Enoxaparin is currently recommended for thromboprophylaxis, but the subcutaneous agent often leads to compliance issues. Guntupalli presented results of a prospective, randomized, open-blinded trial comparing oral apixaban to subcutaneous enoxaparin; these results were the planned safety interim analysis including 120 patients undergoing surgical evaluation for gynecologic cancer.

Of the 60 patients in each group, 58 (97%) in each completed the 28 days of therapy. The most common cancer sites included uterine, ovarian, and cervical, and patients had a median age of 56.4 years.

There were no major bleeding events in either group, and no VTE events in either arm. Four patients-two in each group-were evaluated for suspected VTE, but ultrasonography or CT angiography yielded negative results in all four.

There were no grade 4 or 5 adverse events in the trial, and Guntupalli said the adverse-event profiles were similar between the two groups.
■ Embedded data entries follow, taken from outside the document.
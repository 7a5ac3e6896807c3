//! Vector addressed by strongly typed identifiers instead of raw `usize`.
use std::fmt;
use std::marker::PhantomData;
use std::ops::{Index, IndexMut};

use serde::{Deserialize, Deserializer, Serialize, Serializer};

/// Identifier types that can address an [`IndexVec`].
pub trait Idx: Copy + Eq + Ord + fmt::Debug {
    fn index(self) -> usize;
    fn from_usize(idx: usize) -> Self;
}

#[derive(Clone, PartialEq, Eq, Hash)]
pub struct IndexVec<I, T> {
    data: Vec<T>,
    _marker: PhantomData<I>,
}

impl<I, T> IndexVec<I, T>
where
    I: Idx,
{
    pub fn new() -> Self {
        Self::from_vec(Vec::new())
    }

    pub fn with_capacity(capacity: usize) -> Self {
        Self::from_vec(Vec::with_capacity(capacity))
    }

    pub fn from_vec(data: Vec<T>) -> Self {
        Self {
            data,
            _marker: PhantomData,
        }
    }

    /// Builds a vector of `len` copies of `value`.
    pub fn from_elem(value: T, len: usize) -> Self
    where
        T: Clone,
    {
        Self::from_vec(vec![value; len])
    }

    pub fn push(&mut self, value: T) -> I {
        let idx = self.data.len();
        self.data.push(value);
        I::from_usize(idx)
    }

    pub fn len(&self) -> usize {
        self.data.len()
    }

    pub fn is_empty(&self) -> bool {
        self.data.is_empty()
    }

    pub fn iter(&self) -> impl Iterator<Item = &T> {
        self.data.iter()
    }

    pub fn iter_enumerated(&self) -> impl Iterator<Item = (I, &T)> {
        self.data
            .iter()
            .enumerate()
            .map(|(idx, value)| (I::from_usize(idx), value))
    }

    pub fn indices(&self) -> impl Iterator<Item = I> + use<I, T> {
        (0..self.data.len()).map(I::from_usize)
    }

    pub fn get(&self, index: I) -> Option<&T> {
        self.data.get(index.index())
    }

    pub fn as_slice(&self) -> &[T] {
        &self.data
    }
}

impl<I, T> Default for IndexVec<I, T>
where
    I: Idx,
{
    fn default() -> Self {
        Self::new()
    }
}

impl<I, T> fmt::Debug for IndexVec<I, T>
where
    I: Idx,
    T: fmt::Debug,
{
    fn fmt(&self, f: &mut fmt::Formatter<'_>) -> fmt::Result {
        f.debug_list().entries(self.data.iter()).finish()
    }
}

impl<I, T> Index<I> for IndexVec<I, T>
where
    I: Idx,
{
    type Output = T;

    fn index(&self, index: I) -> &Self::Output {
        &self.data[index.index()]
    }
}

impl<I, T> IndexMut<I> for IndexVec<I, T>
where
    I: Idx,
{
    fn index_mut(&mut self, index: I) -> &mut Self::Output {
        &mut self.data[index.index()]
    }
}

impl<I, T> From<Vec<T>> for IndexVec<I, T>
where
    I: Idx,
{
    fn from(value: Vec<T>) -> Self {
        Self::from_vec(value)
    }
}

impl<I, T> FromIterator<T> for IndexVec<I, T>
where
    I: Idx,
{
    fn from_iter<It: IntoIterator<Item = T>>(iter: It) -> Self {
        Self::from_vec(iter.into_iter().collect())
    }
}

impl<I, T> Serialize for IndexVec<I, T>
where
    I: Idx,
    T: Serialize,
{
    fn serialize<S>(&self, serializer: S) -> Result<S::Ok, S::Error>
    where
        S: Serializer,
    {
        self.data.serialize(serializer)
    }
}

impl<'de, I, T> Deserialize<'de> for IndexVec<I, T>
where
    I: Idx,
    T: Deserialize<'de>,
{
    fn deserialize<D>(deserializer: D) -> Result<Self, D::Error>
    where
        D: Deserializer<'de>,
    {
        Vec::<T>::deserialize(deserializer).map(Self::from_vec)
    }
}

#[cfg(test)]
mod tests {
    use super::*;
    use crate::net::ids::PlaceId;

    #[test]
    fn push_hands_out_sequential_ids() {
        let mut v: IndexVec<PlaceId, &str> = IndexVec::new();
        let a = v.push("a");
        let b = v.push("b");
        assert_eq!(a, PlaceId::new(0));
        assert_eq!(b, PlaceId::new(1));
        assert_eq!(v[b], "b");
        assert_eq!(v.indices().collect::<Vec<_>>(), vec![a, b]);
    }

    #[test]
    fn from_elem_fills_every_slot() {
        let v: IndexVec<PlaceId, u64> = IndexVec::from_elem(0, 3);
        assert_eq!(v.as_slice(), &[0, 0, 0]);
        assert!(v.get(PlaceId::new(3)).is_none());
    }
}
//! Execution engine for place/transition Petri nets with inhibitor arcs.
//!
//! [`net`] holds the immutable net model and the firing rule; [`engine`] steps one net
//! instance forward through a controller and keeps a linear undo/redo history of markings.

pub mod config;
pub mod engine;
pub mod net;
pub mod options;

pub use engine::{Change, ChangeCause, Controller, History, Observer, Session, SharedSession};
pub use net::{FireError, Marking, ModelError, Net, NetDescription, PlaceId, TransitionId};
Arthralgia occurred in 7% of apixaban and in 3% of enoxaparin patients (P = .4), and no other adverse event exceeded 5% in frequency and there were no significant differences between the groups.

Patients receiving apixaban reported significantly less pain than those receiving enoxaparin, with an odds ratio of 0.01 (95% CI, 0.0–0.1; P < .001). They also reported less difficulty with taking the medication, with an OR of 75.9 (95% CI, 4.5–1292.4; P = .003).

“Safety analysis suggests apixaban is potentially as safe as standard therapy for post-operative VTE prophylaxis with a similar risk profile,” Guntupalli concluded, adding that the increased patient satisfaction suggests this could be a reasonable treatment option. The efficacy portion of this study is ongoing, with a planned enrollment of 400 patients; 158 have completed the study so far, with no major bleeding events and one VTE (pulmonary embolism) reported in the apixaban arm, related to a deviation in treatment protocol.